Luanda devrait privatiser les fleurons de son économie d'ici fin 2021. Annonce cette semaine de la ministre des Finances Vera Daves Da Souza. La compagnie pétrolière nationale Sonangol et la compagnie de diamants Endiama vont être restructurées pour attirer les investisseurs. Englué dans une crise économique profonde, l'Angola a besoin d'argent frais pour relancer sa machine économique. Mais ces privatisations font aussi partie d'un vaste programme de désengagement de l'État de la sphère économique.

La ministre angolaise des Finances Vera Daves Da Souza veut aller vite mais sans précipitation. Les privatisations partielles de la Sonangol et d'Endiama n'interviendront qu'au terme d'une restructuration de ces deux sociétés, afin de les rendre présentables et d'attirer ainsi des investisseurs de « qualité ». C'est le terme employé par la ministre chez nos cronfrères de l'agence Bloomberg. Car ces deux compagnies font figure de joyaux de la couronne angolaise.

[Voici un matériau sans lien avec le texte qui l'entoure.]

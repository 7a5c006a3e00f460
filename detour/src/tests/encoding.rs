// SPDX-License-Identifier: MIT OR Apache-2.0

use detour_common::{BoundedStr, EventRecord, Sysno, Value, ValueKind, EVENT_SLOTS, NAME_CAPACITY};

#[test]
fn bounded_str_exact_capacity_round_trips() {
    let input = "a".repeat(NAME_CAPACITY);
    let bounded = BoundedStr::truncate_from(&input);
    assert_eq!(bounded.as_str(), input);
    assert_eq!(bounded.len(), NAME_CAPACITY);
}

#[test]
fn bounded_str_one_over_loses_one_byte() {
    let input = "a".repeat(NAME_CAPACITY + 1);
    let bounded = BoundedStr::truncate_from(&input);
    assert_eq!(bounded.len(), NAME_CAPACITY);
    assert_eq!(bounded.as_str(), &input[..NAME_CAPACITY]);
}

#[test]
fn bounded_str_truncates_on_char_boundary() {
    // 255 ASCII bytes plus a two-byte scalar straddling the capacity limit:
    // the whole scalar must go, leaving 255 bytes.
    let input = format!("{}é", "a".repeat(NAME_CAPACITY - 1));
    assert_eq!(input.len(), NAME_CAPACITY + 1);

    let bounded = BoundedStr::truncate_from(&input);
    assert_eq!(bounded.len(), NAME_CAPACITY - 1);
    assert!(bounded.as_str().chars().all(|c| c == 'a'));
}

#[test]
fn truncation_is_deterministic() {
    let input = "x".repeat(4096);
    assert_eq!(
        BoundedStr::truncate_from(&input),
        BoundedStr::truncate_from(&input)
    );
}

#[test]
fn value_kinds_are_exclusive() {
    assert_eq!(Value::Integer(1).kind(), ValueKind::Integer);
    assert_eq!(Value::Integer64(1).kind(), ValueKind::Integer64);
    assert_eq!(Value::string("x").kind(), ValueKind::String);
    assert_eq!(Value::array(3).kind(), ValueKind::Array);
    assert_eq!(Value::handle("x").kind(), ValueKind::Handle);
    assert_eq!(Value::Unsupported.kind(), ValueKind::Unsupported);
    assert_eq!(Value::Error.kind(), ValueKind::Error);
}

#[test]
fn record_clips_at_capacity() {
    let too_many = vec![Value::Integer(7); EVENT_SLOTS + 2];
    let record = EventRecord::new(Sysno::Read, &too_many, &too_many);

    assert_eq!(record.num_args(), EVENT_SLOTS);
    assert_eq!(record.num_results(), EVENT_SLOTS);
    assert_eq!(record.args().len(), EVENT_SLOTS);
    assert_eq!(record.results().len(), EVENT_SLOTS);
}

#[test]
fn record_keeps_declared_counts() {
    let record = EventRecord::new(
        Sysno::Open,
        &[Value::string("/tmp/x"), Value::Integer(0)],
        &[Value::Unsupported, Value::Error],
    );

    assert_eq!(record.num_args(), 2);
    assert_eq!(record.num_results(), 2);
    assert_eq!(record.args()[0], Value::string("/tmp/x"));
    assert_eq!(record.results()[1], Value::Error);
}

#[test]
fn catalog_is_dense_and_zero_based() {
    for (index, sysno) in Sysno::ALL.iter().enumerate() {
        assert_eq!(sysno.id() as usize, index, "{} moved", sysno.name());
        assert_eq!(Sysno::from_id(index as u16), Some(*sysno));
    }
    assert_eq!(Sysno::ALL.len(), Sysno::COUNT);
    assert_eq!(Sysno::from_id(Sysno::COUNT as u16), None);
}

#[test]
fn catalog_identities_are_stable() {
    // Wire protocol: these numbers are shared with the scheduler and must
    // never change. Spot checks across the table.
    assert_eq!(Sysno::Read.id(), 0);
    assert_eq!(Sysno::Open.id(), 2);
    assert_eq!(Sysno::Lseek.id(), 7);
    assert_eq!(Sysno::Exit.id(), 24);
    assert_eq!(Sysno::Pipe2.id(), 31);
    assert_eq!(Sysno::TimeNow.id(), 39);
    assert_eq!(Sysno::SetDeadline.id(), 50);
    assert_eq!(Sysno::Socket.id(), 61);
    assert_eq!(Sysno::Sleep.id(), 63);
}

#[test]
fn record_display_is_one_line() {
    let record = EventRecord::new(
        Sysno::Open,
        &[
            Value::string("/tmp/x"),
            Value::Integer(577),
            Value::Integer(0o644),
        ],
        &[Value::Unsupported, Value::Error],
    );

    assert_eq!(
        record.to_string(),
        "open(str:\"/tmp/x\", int:577, int:420) -> [unsupported, error]"
    );
}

Sonangol est l'épine dorsale de l'économie du deuxième producteur de pétrole africain. Quant à Endiame, si le diamant ne représente que 3 % de la richesse nationale, l'entreprise est en revanche une machine à produire du cash. Or, avec la crise engendrée par la pandémie de Covid-19, l'Angola a besoin d'argent.

Dettes de l'ancien régime

Même si le FMi est à son chevet et a promis 3,7 milliards de dollars, le pays reste englué dans des dettes héritées de l'ancien régime. Plus généralement, depuis 2018 et l'arrivée au pouvoir de Joao Lourenço, l'Angola s'est lancé dans un ambitueux programme de privatisations destiné à transformer radicalement une économie amplement dirigée. Ainsi, 195 entreprises, banques, assurances, compagnies aériennes ou équipements publics ont été identifiés. 30 ont déjà été privatisés.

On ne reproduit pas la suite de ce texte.